Work to complete
Type out the data below in its entirety, exactly as given.

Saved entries

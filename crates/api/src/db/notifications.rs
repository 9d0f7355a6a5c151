//! Notification repository.

use sqlx::PgPool;

use lasu_mart_core::{NotificationId, UserId};

use super::RepositoryError;
use crate::models::Notification;

/// Repository for notification database operations.
pub struct NotificationRepository<'a> {
    pool: &'a PgPool,
}

impl<'a> NotificationRepository<'a> {
    /// Create a new notification repository.
    #[must_use]
    pub const fn new(pool: &'a PgPool) -> Self {
        Self { pool }
    }

    /// A user's notifications, newest first.
    ///
    /// # Errors
    ///
    /// Returns `RepositoryError::Database` if the query fails.
    pub async fn list(&self, user_id: &UserId) -> Result<Vec<Notification>, RepositoryError> {
        let notifications = sqlx::query_as::<_, Notification>(
            r"
            SELECT notification_id, user_id, message, is_read, created_at
            FROM notifications
            WHERE user_id = $1
            ORDER BY created_at DESC
            LIMIT 100
            ",
        )
        .bind(user_id)
        .fetch_all(self.pool)
        .await?;

        Ok(notifications)
    }

    /// Mark one of the user's notifications as read.
    ///
    /// # Errors
    ///
    /// Returns `RepositoryError::NotFound` if the notification doesn't exist
    /// or belongs to someone else.
    pub async fn mark_read(
        &self,
        user_id: &UserId,
        id: NotificationId,
    ) -> Result<(), RepositoryError> {
        let result = sqlx::query(
            "UPDATE notifications SET is_read = TRUE WHERE notification_id = $1 AND user_id = $2",
        )
        .bind(id)
        .bind(user_id)
        .execute(self.pool)
        .await?;

        if result.rows_affected() == 0 {
            return Err(RepositoryError::NotFound);
        }
        Ok(())
    }
}
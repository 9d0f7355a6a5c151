//! Order models.

use chrono::{DateTime, Utc};
use serde::{Deserialize, Serialize};

use lasu_mart_core::{
    CartLineId, DeliveryStatus, Email, OrderId, PaymentMethod, PhoneNumber, Price, ProductId,
    UserId,
};

/// An order row. Product fields are a snapshot taken at placement.
#[derive(Debug, Clone, Serialize, sqlx::FromRow)]
pub struct Order {
    pub order_id: OrderId,
    /// `None` once the product has been deleted.
    pub product_id: Option<ProductId>,
    pub product_name: String,
    pub unit_price: Price,
    pub variant: Option<String>,
    pub vendor_id: UserId,
    pub quantity_ordered: i32,
    pub user_id: UserId,
    pub address: String,
    pub payment_method: PaymentMethod,
    pub delivery_status: DeliveryStatus,
    pub created_at: DateTime<Utc>,
    pub updated_at: DateTime<Utc>,
}

/// Order with a thumbnail, for history and vendor lists.
#[derive(Debug, Clone, Serialize, sqlx::FromRow)]
pub struct OrderView {
    #[sqlx(flatten)]
    #[serde(flatten)]
    pub order: Order,
    pub image_url: Option<String>,
}

/// A single order with the buyer's contact details for the vendor.
#[derive(Debug, Clone, Serialize, sqlx::FromRow)]
pub struct OrderDetail {
    #[sqlx(flatten)]
    #[serde(flatten)]
    pub order: Order,
    pub buyer_name: String,
    pub buyer_email: Email,
    pub buyer_phone: PhoneNumber,
    pub image_url: Option<String>,
}

/// One order to insert, derived from one cart line.
#[derive(Debug, Clone, PartialEq, Eq)]
pub struct OrderDraft {
    pub cart_line_id: CartLineId,
    pub product_id: ProductId,
    pub product_name: String,
    pub unit_price: Price,
    pub variant: Option<String>,
    pub vendor_id: UserId,
    pub quantity: i32,
}

/// Whitelisted order sort columns.
#[derive(Debug, Clone, Copy, PartialEq, Eq, Default, Deserialize)]
#[serde(rename_all = "snake_case")]
pub enum OrderSort {
    #[default]
    #[serde(alias = "date_added")]
    CreatedAt,
    Price,
}

impl OrderSort {
    /// SQL expression for this column (the orders table is aliased `o`).
    #[must_use]
    pub const fn as_sql(self) -> &'static str {
        match self {
            Self::CreatedAt => "o.created_at",
            Self::Price => "(o.unit_price * o.quantity_ordered)",
        }
    }
}
//! Category management commands.

use lasu_mart_api::db::CategoryRepository;
use lasu_mart_api::models::NewCategory;

use super::{CliError, connect};

/// Add a category.
///
/// # Errors
///
/// Returns an error if the category already exists.
pub async fn add(title: &str, image_url: &str) -> Result<(), CliError> {
    let pool = connect().await?;

    let category = CategoryRepository::new(&pool)
        .create(&NewCategory {
            title: title.trim().to_string(),
            image_url: image_url.to_string(),
        })
        .await?;

    tracing::info!("Category added: {}", category.title);
    Ok(())
}

/// Remove a category. Products keep their rows with no category.
///
/// # Errors
///
/// Returns an error if no such category exists.
pub async fn remove(title: &str) -> Result<(), CliError> {
    let pool = connect().await?;

    CategoryRepository::new(&pool).delete(title.trim()).await?;

    tracing::info!("Category removed: {}", title.trim());
    Ok(())
}
/// API application configuration.
#[derive(Debug, Clone)]
pub struct ApiConfig {
    /// `PostgreSQL` database connection URL (contains password)
    pub database_url: SecretString,
    /// IP address to bind the server to
    pub host: IpAddr,
    /// Port to listen on
    pub port: u16,
    pub environment: Environment,
    /// Session signing secret
    pub session_secret: SecretString,
    /// Browser origins allowed to make credentialed requests
    pub cors_origins: Vec<String>,
    /// Dialing prefix prepended to locally formatted phone numbers
    pub phone_country_code: String,
    pub otp_ttl: Duration,
    pub identity: IdentityConfig,
    pub embedding: EmbeddingConfig,
    pub assets: AssetConfig,
    /// SMTP delivery; OTP emails are only logged when absent
    pub email: Option<EmailConfig>,
    pub sentry_dsn: Option<String>,
    pub sentry_environment: Option<String>,
    pub sentry_sample_rate: f32,
    pub sentry_traces_sample_rate: f32,
    pub log_format: LogFormat,
}

/// External identity provider configuration.
///
/// Implements `Debug` manually to redact secret fields.
#[derive(Clone)]
pub struct IdentityConfig {
    pub base_url: Url,
    pub api_key: SecretString,
}

impl std::fmt::Debug for IdentityConfig {
    fn fmt(&self, f: &mut std::fmt::Formatter<'_>) -> std::fmt::Result {
        f.debug_struct("IdentityConfig")
            .field("base_url", &self.base_url.as_str())
            .field("api_key", &"[REDACTED]")
            .finish()
    }
}

/// Embedding service configuration.
#[derive(Debug, Clone)]
pub struct EmbeddingConfig {
    pub base_url: Url,
}

/// Where uploaded images are stored.
#[derive(Debug, Clone)]
pub enum AssetConfig {
    Cloudinary(CloudinaryConfig),
    Local {
        /// Directory files are written to
        root: PathBuf,
        /// Public URL prefix the directory is served under
        public_url: Url,
    },
}

/// Cloudinary upload API credentials.
#[derive(Clone)]
pub struct CloudinaryConfig {
    pub cloud_name: String,
    pub api_key: String,
    pub api_secret: SecretString,
}

impl std::fmt::Debug for CloudinaryConfig {
    fn fmt(&self, f: &mut std::fmt::Formatter<'_>) -> std::fmt::Result {
        f.debug_struct("CloudinaryConfig")
            .field("cloud_name", &self.cloud_name)
            .field("api_key", &self.api_key)
            .field("api_secret", &"[REDACTED]")
            .finish()
    }
}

Answer below
filename crates/api/src/db/notifications.rs
repository 9d0f7355a6a5c151
//! Notification repository.

use sqlx::PgPool;

use lasu_mart_core::{NotificationId, UserId};

use super::RepositoryError;
use crate::models::Notification;

/// Repository for notification database operations.
pub struct NotificationRepository<'a> {
    pool: &'a PgPool,
}

impl<'a> NotificationRepository<'a> {
    /// Create a new notification repository.
    #[must_use]
    pub const fn new(pool: &'a PgPool) -> Self {
        Self { pool }
    }

    /// A user's notifications, newest first.
    ///
    /// # Errors
    ///
    /// Returns `RepositoryError::Database` if the query fails.
    pub async fn list(&self, user_id: &UserId) -> Result<Vec<Notification>, RepositoryError> {
        let notifications = sqlx::query_as::<_, Notification>(
            r"
            SELECT notification_id, user_id, message, is_read, created_at
            FROM notifications
            WHERE user_id = $1
            ORDER BY created_at DESC
            LIMIT 100
            ",
        )
        .bind(user_id)
        .fetch_all(self.pool)
        .await?;

        Ok(notifications)
    }

    /// Mark one of the user's notifications as read.
    ///
    /// # Errors
    ///
    /// Returns `RepositoryError::NotFound` if the notification doesn't exist
    /// or belongs to someone else.
    pub async fn mark_read(
        &self,
        user_id: &UserId,
        id: NotificationId,
    ) -> Result<(), RepositoryError> {
        let result = sqlx::query(
            "UPDATE notifications SET is_read = TRUE WHERE notification_id = $1 AND user_id = $2",
        )
        .bind(id)
        .bind(user_id)
        .execute(self.pool)
        .await?;

        if result.rows_affected() == 0 {
            return Err(RepositoryError::NotFound);
        }
        Ok(())
    }
}
repository 9d0f7355a6a5c151
//! Order models.

use chrono::{DateTime, Utc};
use serde::{Deserialize, Serialize};

use lasu_mart_core::{
    CartLineId, DeliveryStatus, Email, OrderId, PaymentMethod, PhoneNumber, Price, ProductId,
    UserId,
};

/// An order row. Product fields are a snapshot taken at placement.
#[derive(Debug, Clone, Serialize, sqlx::FromRow)]
pub struct Order {
    pub order_id: OrderId,
    /// `None` once the product has been deleted.
    pub product_id: Option<ProductId>,
    pub product_name: String,
    pub unit_price: Price,
    pub variant: Option<String>,
    pub vendor_id: UserId,
    pub quantity_ordered: i32,
    pub user_id: UserId,
    pub address: String,
    pub payment_method: PaymentMethod,
    pub delivery_status: DeliveryStatus,
    pub created_at: DateTime<Utc>,
    pub updated_at: DateTime<Utc>,
}

/// Order with a thumbnail, for history and vendor lists.
#[derive(Debug, Clone, Serialize, sqlx::FromRow)]
pub struct OrderView {
    #[sqlx(flatten)]
    #[serde(flatten)]
    pub order: Order,
    pub image_url: Option<String>,
}

/// A single order with the buyer's contact details for the vendor.
#[derive(Debug, Clone, Serialize, sqlx::FromRow)]
pub struct OrderDetail {
    #[sqlx(flatten)]
    #[serde(flatten)]
    pub order: Order,
    pub buyer_name: String,
    pub buyer_email: Email,
    pub buyer_phone: PhoneNumber,
    pub image_url: Option<String>,
}

/// One order to insert, derived from one cart line.
#[derive(Debug, Clone, PartialEq, Eq)]
pub struct OrderDraft {
    pub cart_line_id: CartLineId,
    pub product_id: ProductId,
    pub product_name: String,
    pub unit_price: Price,
    pub variant: Option<String>,
    pub vendor_id: UserId,
    pub quantity: i32,
}

/// Whitelisted order sort columns.
#[derive(Debug, Clone, Copy, PartialEq, Eq, Default, Deserialize)]
#[serde(rename_all = "snake_case")]
pub enum OrderSort {
    #[default]
    #[serde(alias = "date_added")]
    CreatedAt,
    Price,
}

impl OrderSort {
    /// SQL expression for this column (the orders table is aliased `o`).
    #[must_use]
    pub const fn as_sql(self) -> &'static str {
        match self {
            Self::CreatedAt => "o.created_at",
            Self::Price => "(o.unit_price * o.quantity_ordered)",
        }
    }
}
//! Category management commands.

use lasu_mart_api::db::CategoryRepository;
use lasu_mart_api::models::NewCategory;

use super::{CliError, connect};

/// Add a category.
///
/// # Errors
///
/// Returns an error if the category already exists.
pub async fn add(title: &str, image_url: &str) -> Result<(), CliError> {
    let pool = connect().await?;

    let category = CategoryRepository::new(&pool)
        .create(&NewCategory {
            title: title.trim().to_string(),
            image_url: image_url.to_string(),
        })
        .await?;

    tracing::info!("Category added: {}", category.title);
    Ok(())
}

/// Remove a category. Products keep their rows with no category.
///
/// # Errors
///
/// Returns an error if no such category exists.
pub async fn remove(title: &str) -> Result<(), CliError> {
    let pool = connect().await?;

    CategoryRepository::new(&pool).delete(title.trim()).await?;

    tracing::info!("Category removed: {}", title.trim());
    Ok(())
}
/// API application configuration.
#[derive(Debug, Clone)]
pub struct ApiConfig {
    /// `PostgreSQL` database connection URL (contains password)
    pub database_url: SecretString,
    /// IP address to bind the server to
    pub host: IpAddr,
    /// Port to listen on
    pub port: u16,
    pub environment: Environment,
    /// Session signing secret
    pub session_secret: SecretString,
    /// Browser origins allowed to make credentialed requests
    pub cors_origins: Vec<String>,
    /// Dialing prefix prepended to locally formatted phone numbers
    pub phone_country_code: String,
    pub otp_ttl: Duration,
    pub identity: IdentityConfig,
    pub embedding: EmbeddingConfig,
    pub assets: AssetConfig,
    /// SMTP delivery; OTP emails are only logged when absent
    pub email: Option<EmailConfig>,
    pub sentry_dsn: Option<String>,
    pub sentry_environment: Option<String>,
    pub sentry_sample_rate: f32,
    pub sentry_traces_sample_rate: f32,
    pub log_format: LogFormat,
}

/// External identity provider configuration.
///
/// Implements `Debug` manually to redact secret fields.
#[derive(Clone)]
pub struct IdentityConfig {
    pub base_url: Url,
    pub api_key: SecretString,
}

impl std::fmt::Debug for IdentityConfig {
    fn fmt(&self, f: &mut std::fmt::Formatter<'_>) -> std::fmt::Result {
        f.debug_struct("IdentityConfig")
            .field("base_url", &self.base_url.as_str())
            .field("api_key", &"[REDACTED]")
            .finish()
    }
}

/// Embedding service configuration.
#[derive(Debug, Clone)]
pub struct EmbeddingConfig {
    pub base_url: Url,
}

/// Where uploaded images are stored.
#[derive(Debug, Clone)]
pub enum AssetConfig {
    Cloudinary(CloudinaryConfig),
    Local {
        /// Directory files are written to
        root: PathBuf,
        /// Public URL prefix the directory is served under
        public_url: Url,
    },
}

/// Cloudinary upload API credentials.
#[derive(Clone)]
pub struct CloudinaryConfig {
    pub cloud_name: String,
    pub api_key: String,
    pub api_secret: SecretString,
}

impl std::fmt::Debug for CloudinaryConfig {
    fn fmt(&self, f: &mut std::fmt::Formatter<'_>) -> std::fmt::Result {
        f.debug_struct("CloudinaryConfig")
            .field("cloud_name", &self.cloud_name)
            .field("api_key", &self.api_key)
            .field("api_secret", &"[REDACTED]")
            .finish()
    }
}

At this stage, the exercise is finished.